It's definitely easier said than done. Try offering another milk in a sippy cup as a replacement and see if she gets used to that. If you're intent on nursing, you have to be firm, even if it's breaking both of your hearts. DS2 took to it much better than I thought he would, but that doesn't mean it was easy or that there were no tears. Also try posting in the nursing forum-- I know there must be threads about this. 

post #3 of 8

I'm in the process of doing the same thing with my 2.5 year old. Daytime nursing delays aren't a problem, but night time is a nightmare. We're trying to reduce at least once a night and doing it over a few months.
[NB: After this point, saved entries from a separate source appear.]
// Copyright Kamu Data, Inc. and contributors. All rights reserved.
//
// Use of this software is governed by the Business Source License
// included in the LICENSE file.
//
// As of the Change Date specified in that file, in accordance with
// the Business Source License, use of this software will be governed
// by the Apache License, Version 2.0.

use std::sync::Arc;
use std::time::Duration;

use async_utils::{ContextError, OperationContext};
use dill::CatalogBuilder;
use kamu_resource_versions::*;
use kamu_resource_versions_services::TaskCompletionWaiterImpl;
use pretty_assertions::assert_eq;
use tokio::time::Instant;

////////////////////////////////////////////////////////////////////////////////////////////////////////////////////////

const POLL_INTERVAL: Duration = Duration::from_millis(20);

////////////////////////////////////////////////////////////////////////////////////////////////////////////////////////

#[test_log::test(tokio::test)]
async fn test_succeeds_after_several_polls() {
    let num_polls = 4;
    let harness = WaiterHarness::new(script_statuses(num_polls, TaskInfoScript::Succeeded));

    let started_at = Instant::now();
    let res = harness
        .waiter
        .wait_for_task(&OperationContext::background(), enqueued(1))
        .await;
    let elapsed = started_at.elapsed();

    assert!(res.is_ok(), "{res:?}");

    // One sleep between each pair of consecutive polls
    let expected = POLL_INTERVAL * (num_polls - 1);
    assert!(elapsed >= expected, "{elapsed:?} < {expected:?}");
    assert!(
        elapsed < expected + Duration::from_secs(1),
        "{elapsed:?} is too long"
    );
}

////////////////////////////////////////////////////////////////////////////////////////////////////////////////////////

#[test_log::test(tokio::test)]
async fn test_succeeds_immediately_without_sleeping() {
    let harness = WaiterHarness::with_poll_interval(
        script_statuses(1, TaskInfoScript::Succeeded),
        Duration::from_secs(60),
    );

    let res = tokio::time::timeout(
        Duration::from_secs(5),
        harness
            .waiter
            .wait_for_task(&OperationContext::background(), enqueued(1)),
    )
    .await;

    assert!(matches!(res, Ok(Ok(()))), "{res:?}");
}

////////////////////////////////////////////////////////////////////////////////////////////////////////////////////////

#[test_log::test(tokio::test)]
async fn test_failure_carries_backend_detail() {
    let harness = WaiterHarness::new(script_statuses(
        2,
        TaskInfoScript::Failed(Some(TaskError::other("index `projection_occ` not found"))),
    ));

    let res = harness
        .waiter
        .wait_for_task(&OperationContext::background(), enqueued(7))
        .await;

    let Err(WaitForTaskError::TaskFailed(e)) = res else {
        panic!("Expected task failure, got: {res:?}");
    };

    assert_eq!(e.task_uid, TaskUid::new(7));
    assert!(!e.is_precondition_failed());
    assert_eq!(
        e.to_string(),
        "Task 7 failed: index `projection_occ` not found"
    );
}

#[test_log::test(tokio::test)]
async fn test_failure_without_detail() {
    let harness = WaiterHarness::new(script_statuses(1, TaskInfoScript::Failed(None)));

    let res = harness
        .waiter
        .wait_for_task(&OperationContext::background(), enqueued(3))
        .await;

    let Err(WaitForTaskError::TaskFailed(e)) = res else {
        panic!("Expected task failure, got: {res:?}");
    };
    assert_eq!(e.error.kind, TaskErrorKind::Other);
}

#[test_log::test(tokio::test)]
async fn test_precondition_failure_is_reported_as_such() {
    let harness = WaiterHarness::new(script_statuses(
        1,
        TaskInfoScript::Failed(Some(TaskError::precondition_failed("version mismatch"))),
    ));

    let res = harness
        .waiter
        .wait_for_task(&OperationContext::background(), enqueued(1))
        .await;

    assert!(
        matches!(&res, Err(WaitForTaskError::TaskFailed(e)) if e.is_precondition_failed()),
        "{res:?}"
    );
}

#[test_log::test(tokio::test)]
async fn test_canceled_task_is_a_failure() {
    let harness = WaiterHarness::new(script_statuses(2, TaskInfoScript::Canceled));

    let res = harness
        .waiter
        .wait_for_task(&OperationContext::background(), enqueued(5))
        .await;

    let Err(WaitForTaskError::TaskFailed(e)) = res else {
        panic!("Expected task failure, got: {res:?}");
    };
    assert_eq!(e.error.message, "task was canceled");
}

////////////////////////////////////////////////////////////////////////////////////////////////////////////////////////

#[test_log::test(tokio::test)]
async fn test_transport_error_while_polling_propagates() {
    let mut document_store = MockVersionDocumentStore::new();
    document_store
        .expect_get_task()
        .times(1)
        .returning(|_| {
            Err(DocumentStoreError::Transport(
                internal_error::InternalError::new(std::io::Error::other("connection reset")),
            ))
        });

    let harness = WaiterHarness::new(document_store);

    let res = harness
        .waiter
        .wait_for_task(&OperationContext::background(), enqueued(1))
        .await;

    assert!(matches!(res, Err(WaitForTaskError::Internal(_))), "{res:?}");
}

////////////////////////////////////////////////////////////////////////////////////////////////////////////////////////

#[test_log::test(tokio::test)]
async fn test_cancellation_returns_promptly() {
    let harness = WaiterHarness::with_poll_interval(never_finishing(), Duration::from_secs(60));

    let ctx = OperationContext::background();
    let canceller = {
        let ctx = ctx.clone();
        tokio::spawn(async move {
            tokio::time::sleep(Duration::from_millis(50)).await;
            ctx.cancel();
        })
    };

    let started_at = Instant::now();
    let res = harness.waiter.wait_for_task(&ctx, enqueued(1)).await;

    assert!(
        matches!(res, Err(WaitForTaskError::Cancelled(ContextError::Cancelled))),
        "{res:?}"
    );
    assert!(started_at.elapsed() < Duration::from_secs(5));

    canceller.await.unwrap();
}

#[test_log::test(tokio::test)]
async fn test_already_cancelled_context_does_not_poll() {
    let mut document_store = MockVersionDocumentStore::new();
    document_store.expect_get_task().never();

    let harness = WaiterHarness::new(document_store);

    let ctx = OperationContext::background();
    ctx.cancel();

    let res = harness.waiter.wait_for_task(&ctx, enqueued(1)).await;

    assert!(
        matches!(res, Err(WaitForTaskError::Cancelled(ContextError::Cancelled))),
        "{res:?}"
    );
}

#[test_log::test(tokio::test)]
async fn test_deadline_bounds_polling() {
    let harness = WaiterHarness::new(never_finishing());

    let ctx = OperationContext::background().with_timeout(Duration::from_millis(150));

    let started_at = Instant::now();
    let res = harness.waiter.wait_for_task(&ctx, enqueued(1)).await;

    assert!(
        matches!(
            res,
            Err(WaitForTaskError::Cancelled(ContextError::DeadlineExceeded))
        ),
        "{res:?}"
    );
    assert!(started_at.elapsed() >= Duration::from_millis(150));
    assert!(started_at.elapsed() < Duration::from_secs(5));
}

////////////////////////////////////////////////////////////////////////////////////////////////////////////////////////
// Harness
////////////////////////////////////////////////////////////////////////////////////////////////////////////////////////

struct WaiterHarness {
    waiter: Arc<dyn TaskCompletionWaiter>,
}

impl WaiterHarness {
    fn new(document_store: MockVersionDocumentStore) -> Self {
        Self::with_poll_interval(document_store, POLL_INTERVAL)
    }

    fn with_poll_interval(
        document_store: MockVersionDocumentStore,
        poll_interval: Duration,
    ) -> Self {
        let mut b = CatalogBuilder::new();
        b.add_value(ResourceRepositoryConfig::sample().with_task_poll_interval(poll_interval))
            .add_value(document_store)
            .bind::<dyn VersionDocumentStore, MockVersionDocumentStore>()
            .add::<TaskCompletionWaiterImpl>();

        Self {
            waiter: b.build().get_one().unwrap(),
        }
    }
}

////////////////////////////////////////////////////////////////////////////////////////////////////////////////////////

enum TaskInfoScript {
    Succeeded,
    Failed(Option<TaskError>),
    Canceled,
}

/// Backend reporting the task as in progress until the last of `num_polls`
/// polls, which yields the scripted terminal status
fn script_statuses(num_polls: u32, terminal: TaskInfoScript) -> MockVersionDocumentStore {
    let mut polls = 0;
    let mut terminal = Some(terminal);

    let mut document_store = MockVersionDocumentStore::new();
    document_store
        .expect_get_task()
        .times(num_polls as usize)
        .returning(move |task_uid| {
            polls += 1;

            if polls < num_polls {
                let status = if polls == 1 {
                    TaskStatus::Enqueued
                } else {
                    TaskStatus::Processing
                };
                return Ok(TaskInfo {
                    task_uid,
                    status,
                    error: None,
                });
            }

            let (status, error) = match terminal.take() {
                Some(TaskInfoScript::Succeeded) => (TaskStatus::Succeeded, None),
                Some(TaskInfoScript::Failed(error)) => (TaskStatus::Failed, error),
                Some(TaskInfoScript::Canceled) => (TaskStatus::Canceled, None),
                None => unreachable!("polled after terminal status"),
            };

            Ok(TaskInfo {
                task_uid,
                status,
                error,
            })
        });

    document_store
}

fn never_finishing() -> MockVersionDocumentStore {
    let mut document_store = MockVersionDocumentStore::new();
    document_store.expect_get_task().returning(|task_uid| {
        Ok(TaskInfo {
            task_uid,
            status: TaskStatus::Processing,
            error: None,
        })
    });
    document_store
}

fn enqueued(task_uid: i64) -> EnqueuedTask {
    EnqueuedTask::new(TaskUid::new(task_uid))
}

////////////////////////////////////////////////////////////////////////////////////////////////////////////////////////
// Copyright Kamu Data, Inc. and contributors. All rights reserved.
//
// Use of this software is governed by the Business Source License
// included in the LICENSE file.
//
// As of the Change Date specified in that file, in accordance with
// the Business Source License, use of this software will be governed
// by the Apache License, Version 2.0.

mod document_task;
mod handler_key;
mod resource_key;
mod resource_version_record;
mod write_precondition;

pub use document_task::*;
pub use handler_key::*;
pub use resource_key::*;
pub use resource_version_record::*;
pub use write_precondition::*;
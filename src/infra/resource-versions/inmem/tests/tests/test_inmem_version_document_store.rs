// Copyright Kamu Data, Inc. and contributors. All rights reserved.
//
// Use of this software is governed by the Business Source License
// included in the LICENSE file.
//
// As of the Change Date specified in that file, in accordance with
// the Business Source License, use of this software will be governed
// by the Apache License, Version 2.0.

use kamu_resource_versions_inmem::{InMemoryVersionDocumentStore, MAX_RETAINED_COMPLETED_TASKS};
use kamu_resource_versions_inmem::domain::*;
use pretty_assertions::assert_eq;

////////////////////////////////////////////////////////////////////////////////////////////////////////////////////////

const INDEX: &str = "projection_occ";

////////////////////////////////////////////////////////////////////////////////////////////////////////////////////////

#[test_log::test(tokio::test)]
async fn test_missing_document_is_not_found() {
    let store = InMemoryVersionDocumentStore::new();
    let key = key_of(b"R1");

    let res = store.get_document(INDEX, &key).await;

    let Err(e) = res else {
        panic!("Expected not found, got: {res:?}");
    };
    assert!(e.is_not_found());
    assert_eq!(
        e.to_string(),
        format!("Document '{key}' not found in index '{INDEX}'")
    );
}

#[test_log::test(tokio::test)]
async fn test_writes_become_visible_once_task_is_polled() {
    let store = InMemoryVersionDocumentStore::new();
    let key = key_of(b"R1");

    let task = store
        .add_document(INDEX, record(&key, b"v1"), WritePrecondition::None)
        .await
        .unwrap();

    assert!(store.get_document(INDEX, &key).await.unwrap_err().is_not_found());
    assert_eq!(store.num_pending_tasks(), 1);

    let info = store.get_task(task.task_uid).await.unwrap();
    assert_eq!(info.status, TaskStatus::Succeeded);
    assert_eq!(info.error, None);

    assert_eq!(
        store.get_document(INDEX, &key).await.unwrap(),
        record(&key, b"v1")
    );
    assert_eq!(store.num_documents(INDEX), 1);
}

#[test_log::test(tokio::test)]
async fn test_tasks_applied_in_submission_order() {
    let store = InMemoryVersionDocumentStore::new();
    let key = key_of(b"R1");

    let t1 = store
        .add_document(INDEX, record(&key, b"v1"), WritePrecondition::None)
        .await
        .unwrap();
    let t2 = store
        .update_document(INDEX, record(&key, b"v2"), WritePrecondition::None)
        .await
        .unwrap();
    let t3 = store.delete_document(INDEX, &key).await.unwrap();
    let t4 = store
        .add_document(INDEX, record(&key, b"v4"), WritePrecondition::Absent)
        .await
        .unwrap();

    assert!(t1.task_uid < t2.task_uid);

    // Polling the third task applies the two before it as well
    assert_eq!(
        store.get_task(t3.task_uid).await.unwrap().status,
        TaskStatus::Succeeded
    );
    assert_eq!(
        store.get_task(t1.task_uid).await.unwrap().status,
        TaskStatus::Succeeded
    );
    assert_eq!(store.num_pending_tasks(), 1);
    assert!(store.get_document(INDEX, &key).await.unwrap_err().is_not_found());

    assert_eq!(
        store.get_task(t4.task_uid).await.unwrap().status,
        TaskStatus::Succeeded
    );
    assert_eq!(
        store.get_document(INDEX, &key).await.unwrap(),
        record(&key, b"v4")
    );
}

////////////////////////////////////////////////////////////////////////////////////////////////////////////////////////

#[test_log::test(tokio::test)]
async fn test_preconditions_evaluated_when_applied() {
    let store = InMemoryVersionDocumentStore::new();
    let key = key_of(b"R1");

    // Both accepted while the document is absent
    let t1 = store
        .add_document(INDEX, record(&key, b"v1"), WritePrecondition::Absent)
        .await
        .unwrap();
    let t2 = store
        .add_document(INDEX, record(&key, b"v1-other"), WritePrecondition::Absent)
        .await
        .unwrap();
    let t3 = store
        .update_document(
            INDEX,
            record(&key, b"v2"),
            WritePrecondition::VersionEquals(b"v1".to_vec()),
        )
        .await
        .unwrap();
    let t4 = store
        .update_document(
            INDEX,
            record(&key, b"v3"),
            WritePrecondition::VersionEquals(b"v1".to_vec()),
        )
        .await
        .unwrap();

    let i4 = store.get_task(t4.task_uid).await.unwrap();
    let i1 = store.get_task(t1.task_uid).await.unwrap();
    let i2 = store.get_task(t2.task_uid).await.unwrap();
    let i3 = store.get_task(t3.task_uid).await.unwrap();

    assert_eq!(i1.status, TaskStatus::Succeeded);
    assert_eq!(i2.status, TaskStatus::Failed);
    assert!(i2.error.as_ref().unwrap().is_precondition_failed());
    assert_eq!(i3.status, TaskStatus::Succeeded);
    assert_eq!(i4.status, TaskStatus::Failed);
    assert!(i4.error.as_ref().unwrap().is_precondition_failed());

    assert_eq!(
        store.get_document(INDEX, &key).await.unwrap(),
        record(&key, b"v2")
    );
}

#[test_log::test(tokio::test)]
async fn test_version_precondition_on_missing_document_fails() {
    let store = InMemoryVersionDocumentStore::new();
    let key = key_of(b"R1");

    let task = store
        .update_document(
            INDEX,
            record(&key, b"v2"),
            WritePrecondition::VersionEquals(b"v1".to_vec()),
        )
        .await
        .unwrap();

    let info = store.get_task(task.task_uid).await.unwrap();
    assert_eq!(info.status, TaskStatus::Failed);
    assert!(info.error.unwrap().is_precondition_failed());
    assert_eq!(store.num_documents(INDEX), 0);
}

#[test_log::test(tokio::test)]
async fn test_deleting_missing_document_succeeds() {
    let store = InMemoryVersionDocumentStore::new();

    let task = store
        .delete_document("unknown_index", &key_of(b"R1"))
        .await
        .unwrap();

    assert_eq!(
        store.get_task(task.task_uid).await.unwrap().status,
        TaskStatus::Succeeded
    );
}

////////////////////////////////////////////////////////////////////////////////////////////////////////////////////////

#[test_log::test(tokio::test)]
async fn test_polls_before_completion() {
    let store = InMemoryVersionDocumentStore::new();
    store.set_polls_before_completion(2);

    let task = store
        .add_document(INDEX, record(&key_of(b"R1"), b"v1"), WritePrecondition::None)
        .await
        .unwrap();

    let statuses = [
        store.get_task(task.task_uid).await.unwrap().status,
        store.get_task(task.task_uid).await.unwrap().status,
        store.get_task(task.task_uid).await.unwrap().status,
        store.get_task(task.task_uid).await.unwrap().status,
    ];

    assert_eq!(
        statuses,
        [
            TaskStatus::Processing,
            TaskStatus::Processing,
            TaskStatus::Succeeded,
            TaskStatus::Succeeded,
        ]
    );
}

#[test_log::test(tokio::test)]
async fn test_held_tasks_stay_enqueued() {
    let store = InMemoryVersionDocumentStore::new();
    store.hold_tasks(true);

    let task = store
        .add_document(INDEX, record(&key_of(b"R1"), b"v1"), WritePrecondition::None)
        .await
        .unwrap();

    for _ in 0..3 {
        assert_eq!(
            store.get_task(task.task_uid).await.unwrap().status,
            TaskStatus::Enqueued
        );
    }

    store.hold_tasks(false);
    assert_eq!(
        store.get_task(task.task_uid).await.unwrap().status,
        TaskStatus::Succeeded
    );
}

#[test_log::test(tokio::test)]
async fn test_fail_next_task_affects_one_task() {
    let store = InMemoryVersionDocumentStore::new();
    let key = key_of(b"R1");

    store.fail_next_task("disk full");

    let t1 = store
        .add_document(INDEX, record(&key, b"v1"), WritePrecondition::None)
        .await
        .unwrap();
    let t2 = store
        .add_document(INDEX, record(&key, b"v2"), WritePrecondition::None)
        .await
        .unwrap();

    let i1 = store.get_task(t1.task_uid).await.unwrap();
    assert_eq!(i1.status, TaskStatus::Failed);
    assert_eq!(i1.error, Some(TaskError::other("disk full")));

    let i2 = store.get_task(t2.task_uid).await.unwrap();
    assert_eq!(i2.status, TaskStatus::Succeeded);

    assert_eq!(
        store.get_document(INDEX, &key).await.unwrap(),
        record(&key, b"v2")
    );
}

#[test_log::test(tokio::test)]
async fn test_cancel_task() {
    let store = InMemoryVersionDocumentStore::new();
    let key = key_of(b"R1");

    let task = store
        .add_document(INDEX, record(&key, b"v1"), WritePrecondition::None)
        .await
        .unwrap();

    assert!(store.cancel_task(task.task_uid));
    assert!(!store.cancel_task(task.task_uid));
    assert_eq!(store.num_pending_tasks(), 0);

    assert_eq!(
        store.get_task(task.task_uid).await.unwrap().status,
        TaskStatus::Canceled
    );
    assert!(store.get_document(INDEX, &key).await.unwrap_err().is_not_found());
}

#[test_log::test(tokio::test)]
async fn test_completed_task_history_is_bounded() {
    let store = InMemoryVersionDocumentStore::new();
    let key = key_of(b"R1");

    let mut task_uids = Vec::new();
    for i in 0..1000 {
        let version = format!("v{i}");
        let task = store
            .add_document(INDEX, record(&key, version.as_bytes()), WritePrecondition::None)
            .await
            .unwrap();
        assert_eq!(
            store.get_task(task.task_uid).await.unwrap().status,
            TaskStatus::Succeeded
        );
        task_uids.push(task.task_uid);
    }

    assert_eq!(store.num_documents(INDEX), 1);
    assert_eq!(store.num_retained_tasks(), MAX_RETAINED_COMPLETED_TASKS);

    // Most recent tasks stay queryable, the oldest are forgotten
    let last_uid = *task_uids.last().unwrap();
    assert_eq!(
        store.get_task(last_uid).await.unwrap().status,
        TaskStatus::Succeeded
    );
    assert!(matches!(
        store.get_task(task_uids[0]).await,
        Err(DocumentStoreError::Transport(_))
    ));
}

#[test_log::test(tokio::test)]
async fn test_only_finished_tasks_are_forgotten() {
    let store = InMemoryVersionDocumentStore::new();
    let key = key_of(b"R1");

    let held = store
        .add_document(INDEX, record(&key, b"held"), WritePrecondition::None)
        .await
        .unwrap();

    for i in 0..(MAX_RETAINED_COMPLETED_TASKS + 10) {
        let other_key = key_of(format!("R{i}-other").as_bytes());
        let task = store
            .add_document(INDEX, record(&other_key, b"v1"), WritePrecondition::None)
            .await
            .unwrap();
        store.get_task(task.task_uid).await.unwrap();
    }

    // Applied along with the later tasks, then retired first
    assert!(matches!(
        store.get_task(held.task_uid).await,
        Err(DocumentStoreError::Transport(_))
    ));
    assert_eq!(
        store.get_document(INDEX, &key).await.unwrap(),
        record(&key, b"held")
    );

    let unpolled = store
        .add_document(INDEX, record(&key, b"last"), WritePrecondition::None)
        .await
        .unwrap();
    assert_eq!(
        store.num_retained_tasks(),
        MAX_RETAINED_COMPLETED_TASKS + 1
    );
    assert_eq!(
        store.get_task(unpolled.task_uid).await.unwrap().status,
        TaskStatus::Succeeded
    );
}

#[test_log::test(tokio::test)]
async fn test_unknown_task_is_a_transport_error() {
    let store = InMemoryVersionDocumentStore::new();

    let res = store.get_task(TaskUid::new(42)).await;

    assert!(
        matches!(res, Err(DocumentStoreError::Transport(_))),
        "{res:?}"
    );
}

#[test_log::test(tokio::test)]
async fn test_unavailable_store() {
    let store = InMemoryVersionDocumentStore::new();
    let key = key_of(b"R1");

    let task = store
        .add_document(INDEX, record(&key, b"v1"), WritePrecondition::None)
        .await
        .unwrap();

    store.set_unavailable(true);

    assert!(matches!(
        store.get_document(INDEX, &key).await,
        Err(DocumentStoreError::Transport(_))
    ));
    assert!(matches!(
        store.delete_document(INDEX, &key).await,
        Err(DocumentStoreError::Transport(_))
    ));
    assert!(matches!(
        store.get_task(task.task_uid).await,
        Err(DocumentStoreError::Transport(_))
    ));

    store.set_unavailable(false);
    assert_eq!(
        store.get_task(task.task_uid).await.unwrap().status,
        TaskStatus::Succeeded
    );
}

////////////////////////////////////////////////////////////////////////////////////////////////////////////////////////

fn key_of(resource_id: &[u8]) -> ResourceKey {
    ResourceKey::derive(&HandlerKey::new("<projection-key>"), resource_id)
}

fn record(key: &ResourceKey, version: &[u8]) -> ResourceVersionRecord {
    ResourceVersionRecord::new(key.clone(), version)
}

////////////////////////////////////////////////////////////////////////////////////////////////////////////////////////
Sending happy thoughts your way.

post #4 of 8

I haven't completely weaned a child that age, but i have twice night weaned and cut back to nursing once or twice a day at set times and under specific conditions .. For me, it was easier to wait til about 12-15+ weeks into the pregnancy because by then my milk was nearly dried up and the both my 1st & 2nd kiddos cut back on day time nursing on their own (down to morning, nap, bedtime), I just had to night wean, by the time i was that far along, they were use to not actually getting milk at night so i think that made not nursing just a bit easier - i do offer water at night and my DS always took it, but DD did not.. my 3rd seems to want to water too but i haven't night weaned her yet..  i told my then 18-24 mo olds that the milk was sleeping and would be back in the morning.  My oldest after just a few days (and a lot of crying with us, in our bed) was sleeping all night and didn't want to nurse in the morning, so she nursed for nap and bedtime - it would have been very easy to wean either of them shortly after that - i choose to let them continue with the limited nursing - it seemed to help them adjust and when i had engorgement and mastitis it was VERY helpful to have a toddler who knew how to nurse.. ;)
 

post #5 of 8
Just adding in here what worked well for us for night weaning which we did around 2.5 years. He was still waking up like every 2 hours to nurse. SO over it.
I showed him a calendar and said this is today, today we nurse when the sun is up (draw a little sun) and when it is dark (draw a little moon). Tomorrow (and however many days you want to prepare) we nurse when the sun is up and when it is dark. But on this day (whatever day on the calendar you want to pick) we only nurse when the sun is up. And the next day, only when the sun is up... Etc.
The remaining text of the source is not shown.